*** Block opens ***

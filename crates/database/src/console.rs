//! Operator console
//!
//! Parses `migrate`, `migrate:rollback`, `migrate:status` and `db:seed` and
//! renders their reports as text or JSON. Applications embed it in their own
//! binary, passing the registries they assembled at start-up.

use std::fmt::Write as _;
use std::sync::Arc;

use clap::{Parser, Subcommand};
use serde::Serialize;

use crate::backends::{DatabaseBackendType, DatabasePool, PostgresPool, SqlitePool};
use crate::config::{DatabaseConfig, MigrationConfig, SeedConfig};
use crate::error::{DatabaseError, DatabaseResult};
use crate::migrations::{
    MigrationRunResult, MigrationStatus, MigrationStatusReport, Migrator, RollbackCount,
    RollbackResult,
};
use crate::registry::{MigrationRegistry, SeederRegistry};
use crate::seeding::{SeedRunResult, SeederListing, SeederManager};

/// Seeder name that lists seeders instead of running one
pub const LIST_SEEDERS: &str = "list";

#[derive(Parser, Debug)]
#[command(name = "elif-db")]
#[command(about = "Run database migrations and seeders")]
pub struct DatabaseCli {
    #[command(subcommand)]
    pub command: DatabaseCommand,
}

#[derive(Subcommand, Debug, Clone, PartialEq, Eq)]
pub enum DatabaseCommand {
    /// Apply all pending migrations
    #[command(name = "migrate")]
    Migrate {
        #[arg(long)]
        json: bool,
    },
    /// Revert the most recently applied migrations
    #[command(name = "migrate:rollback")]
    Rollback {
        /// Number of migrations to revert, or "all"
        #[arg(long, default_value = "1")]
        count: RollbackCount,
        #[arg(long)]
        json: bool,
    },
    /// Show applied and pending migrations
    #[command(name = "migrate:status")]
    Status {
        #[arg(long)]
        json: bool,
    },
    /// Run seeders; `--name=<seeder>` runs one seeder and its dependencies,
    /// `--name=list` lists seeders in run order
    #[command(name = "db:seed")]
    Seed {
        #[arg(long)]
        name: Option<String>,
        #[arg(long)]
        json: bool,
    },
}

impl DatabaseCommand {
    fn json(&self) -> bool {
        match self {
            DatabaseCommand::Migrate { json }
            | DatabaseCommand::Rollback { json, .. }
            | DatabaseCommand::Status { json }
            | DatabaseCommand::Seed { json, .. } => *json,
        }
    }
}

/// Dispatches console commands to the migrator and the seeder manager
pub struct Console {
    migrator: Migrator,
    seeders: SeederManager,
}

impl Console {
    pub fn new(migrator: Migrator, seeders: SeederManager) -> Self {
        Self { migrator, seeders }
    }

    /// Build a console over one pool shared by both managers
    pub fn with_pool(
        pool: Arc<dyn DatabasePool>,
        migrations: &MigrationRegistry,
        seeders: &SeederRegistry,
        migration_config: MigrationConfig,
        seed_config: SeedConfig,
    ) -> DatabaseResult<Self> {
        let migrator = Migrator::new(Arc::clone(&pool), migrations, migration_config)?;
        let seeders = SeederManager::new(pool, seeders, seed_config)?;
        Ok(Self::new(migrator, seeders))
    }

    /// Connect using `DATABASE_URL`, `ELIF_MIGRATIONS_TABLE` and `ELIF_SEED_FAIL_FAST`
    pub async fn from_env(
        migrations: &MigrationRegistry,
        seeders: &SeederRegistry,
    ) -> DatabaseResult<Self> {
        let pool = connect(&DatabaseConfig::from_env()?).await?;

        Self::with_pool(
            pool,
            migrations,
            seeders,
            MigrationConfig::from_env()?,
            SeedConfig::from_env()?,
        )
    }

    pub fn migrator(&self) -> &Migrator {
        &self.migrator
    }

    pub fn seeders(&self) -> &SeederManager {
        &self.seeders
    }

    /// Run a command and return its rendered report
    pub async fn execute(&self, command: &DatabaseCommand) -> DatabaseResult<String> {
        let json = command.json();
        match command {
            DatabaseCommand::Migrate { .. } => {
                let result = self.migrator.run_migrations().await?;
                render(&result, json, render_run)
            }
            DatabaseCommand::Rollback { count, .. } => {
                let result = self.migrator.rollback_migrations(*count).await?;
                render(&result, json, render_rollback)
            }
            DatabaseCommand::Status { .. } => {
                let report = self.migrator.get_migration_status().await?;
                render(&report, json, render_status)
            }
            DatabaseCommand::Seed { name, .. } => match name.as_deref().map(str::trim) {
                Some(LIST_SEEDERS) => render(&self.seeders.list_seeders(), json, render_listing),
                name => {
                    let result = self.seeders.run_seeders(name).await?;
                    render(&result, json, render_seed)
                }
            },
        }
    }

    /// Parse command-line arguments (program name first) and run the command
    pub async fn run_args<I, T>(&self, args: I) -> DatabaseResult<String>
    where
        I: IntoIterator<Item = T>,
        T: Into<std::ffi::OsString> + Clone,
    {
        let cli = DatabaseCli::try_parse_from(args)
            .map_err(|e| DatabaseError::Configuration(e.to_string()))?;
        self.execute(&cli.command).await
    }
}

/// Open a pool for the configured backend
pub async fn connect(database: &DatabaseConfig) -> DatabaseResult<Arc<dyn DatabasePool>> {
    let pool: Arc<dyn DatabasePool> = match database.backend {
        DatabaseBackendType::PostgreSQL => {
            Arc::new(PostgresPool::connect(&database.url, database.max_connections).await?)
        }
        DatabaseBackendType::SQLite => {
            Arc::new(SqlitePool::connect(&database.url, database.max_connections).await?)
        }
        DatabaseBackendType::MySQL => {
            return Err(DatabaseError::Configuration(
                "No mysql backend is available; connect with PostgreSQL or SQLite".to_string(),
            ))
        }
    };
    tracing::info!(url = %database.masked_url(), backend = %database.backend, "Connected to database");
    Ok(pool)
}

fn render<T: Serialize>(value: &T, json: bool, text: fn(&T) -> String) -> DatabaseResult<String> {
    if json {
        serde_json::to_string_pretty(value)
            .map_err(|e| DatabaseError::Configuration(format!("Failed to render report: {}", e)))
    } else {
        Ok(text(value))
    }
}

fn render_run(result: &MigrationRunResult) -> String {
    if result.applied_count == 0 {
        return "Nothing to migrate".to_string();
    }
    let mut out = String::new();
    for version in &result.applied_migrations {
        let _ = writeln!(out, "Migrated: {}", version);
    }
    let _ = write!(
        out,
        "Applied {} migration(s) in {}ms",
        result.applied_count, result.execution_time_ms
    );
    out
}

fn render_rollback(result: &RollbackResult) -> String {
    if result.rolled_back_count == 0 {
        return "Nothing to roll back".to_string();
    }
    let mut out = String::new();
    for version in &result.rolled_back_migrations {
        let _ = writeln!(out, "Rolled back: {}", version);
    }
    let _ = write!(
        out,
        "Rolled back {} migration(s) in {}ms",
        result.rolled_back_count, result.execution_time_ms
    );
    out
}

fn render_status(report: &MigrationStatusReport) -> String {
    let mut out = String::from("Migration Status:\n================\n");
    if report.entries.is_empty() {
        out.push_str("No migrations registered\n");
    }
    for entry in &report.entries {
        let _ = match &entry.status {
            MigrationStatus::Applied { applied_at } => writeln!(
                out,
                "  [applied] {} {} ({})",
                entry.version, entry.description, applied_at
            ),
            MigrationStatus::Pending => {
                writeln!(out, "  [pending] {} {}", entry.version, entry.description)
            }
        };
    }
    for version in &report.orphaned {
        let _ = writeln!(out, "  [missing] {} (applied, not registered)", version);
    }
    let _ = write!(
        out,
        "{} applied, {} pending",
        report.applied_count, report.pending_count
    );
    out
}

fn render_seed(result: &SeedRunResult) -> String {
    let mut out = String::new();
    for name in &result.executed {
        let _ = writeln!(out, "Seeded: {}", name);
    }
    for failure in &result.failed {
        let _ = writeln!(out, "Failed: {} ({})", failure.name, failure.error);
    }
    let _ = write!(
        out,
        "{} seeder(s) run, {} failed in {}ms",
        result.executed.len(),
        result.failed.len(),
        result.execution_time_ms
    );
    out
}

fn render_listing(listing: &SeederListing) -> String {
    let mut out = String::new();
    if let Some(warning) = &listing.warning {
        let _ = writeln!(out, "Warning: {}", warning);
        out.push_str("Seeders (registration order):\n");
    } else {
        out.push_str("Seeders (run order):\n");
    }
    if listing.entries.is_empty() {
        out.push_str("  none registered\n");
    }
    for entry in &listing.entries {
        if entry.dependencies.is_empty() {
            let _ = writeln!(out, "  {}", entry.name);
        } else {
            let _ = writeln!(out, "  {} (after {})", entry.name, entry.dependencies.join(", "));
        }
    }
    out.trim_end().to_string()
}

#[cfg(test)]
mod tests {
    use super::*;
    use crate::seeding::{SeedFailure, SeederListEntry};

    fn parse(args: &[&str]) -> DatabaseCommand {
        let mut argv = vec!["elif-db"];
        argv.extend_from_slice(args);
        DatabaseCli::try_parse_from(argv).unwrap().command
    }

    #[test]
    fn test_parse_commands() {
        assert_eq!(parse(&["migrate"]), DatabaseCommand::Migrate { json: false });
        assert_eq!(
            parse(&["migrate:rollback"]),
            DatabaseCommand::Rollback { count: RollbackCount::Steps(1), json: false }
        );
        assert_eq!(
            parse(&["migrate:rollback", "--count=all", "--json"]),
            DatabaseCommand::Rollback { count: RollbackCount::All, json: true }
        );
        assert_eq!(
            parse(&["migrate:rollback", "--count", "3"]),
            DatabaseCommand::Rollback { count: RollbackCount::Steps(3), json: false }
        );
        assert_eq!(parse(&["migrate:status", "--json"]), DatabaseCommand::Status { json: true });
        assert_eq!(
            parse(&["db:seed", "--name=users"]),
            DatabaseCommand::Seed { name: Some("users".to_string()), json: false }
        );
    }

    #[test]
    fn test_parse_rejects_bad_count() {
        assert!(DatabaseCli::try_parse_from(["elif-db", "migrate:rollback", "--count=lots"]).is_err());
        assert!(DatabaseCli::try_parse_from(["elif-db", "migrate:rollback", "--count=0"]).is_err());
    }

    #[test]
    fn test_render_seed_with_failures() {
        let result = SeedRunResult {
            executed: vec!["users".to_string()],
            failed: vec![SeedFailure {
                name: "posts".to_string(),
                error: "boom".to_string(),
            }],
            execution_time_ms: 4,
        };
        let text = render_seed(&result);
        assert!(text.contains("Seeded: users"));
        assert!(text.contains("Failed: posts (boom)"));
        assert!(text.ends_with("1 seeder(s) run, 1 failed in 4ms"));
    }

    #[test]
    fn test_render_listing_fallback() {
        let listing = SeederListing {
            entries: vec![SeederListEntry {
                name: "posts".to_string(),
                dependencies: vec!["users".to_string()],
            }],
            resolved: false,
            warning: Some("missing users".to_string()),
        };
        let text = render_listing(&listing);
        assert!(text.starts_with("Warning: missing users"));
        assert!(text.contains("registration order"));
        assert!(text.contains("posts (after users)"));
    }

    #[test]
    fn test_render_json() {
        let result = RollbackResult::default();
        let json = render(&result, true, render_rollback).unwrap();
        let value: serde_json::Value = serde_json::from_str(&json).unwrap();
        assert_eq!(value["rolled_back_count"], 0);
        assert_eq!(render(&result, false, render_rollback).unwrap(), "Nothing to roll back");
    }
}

*** Block closes ***

## WORK INSTRUCTION:
Using the entries above, quote each line verbatim from the first through the line that contains "pub enum DatabaseCommand".

## ANSWER BOX:
filename crates/database/src/console.rs
//! Operator console
//!
//! Parses `migrate`, `migrate:rollback`, `migrate:status` and `db:seed` and
//! renders their reports as text or JSON. Applications embed it in their own
//! binary, passing the registries they assembled at start-up.

use std::fmt::Write as _;
use std::sync::Arc;

use clap::{Parser, Subcommand};
use serde::Serialize;

use crate::backends::{DatabaseBackendType, DatabasePool, PostgresPool, SqlitePool};
use crate::config::{DatabaseConfig, MigrationConfig, SeedConfig};
use crate::error::{DatabaseError, DatabaseResult};
use crate::migrations::{
    MigrationRunResult, MigrationStatus, MigrationStatusReport, Migrator, RollbackCount,
    RollbackResult,
};
use crate::registry::{MigrationRegistry, SeederRegistry};
use crate::seeding::{SeedRunResult, SeederListing, SeederManager};

/// Seeder name that lists seeders instead of running one
pub const LIST_SEEDERS: &str = "list";

#[derive(Parser, Debug)]
#[command(name = "elif-db")]
#[command(about = "Run database migrations and seeders")]
pub struct DatabaseCli {
    #[command(subcommand)]
    pub command: DatabaseCommand,
}

#[derive(Subcommand, Debug, Clone, PartialEq, Eq)]
pub enum DatabaseCommand {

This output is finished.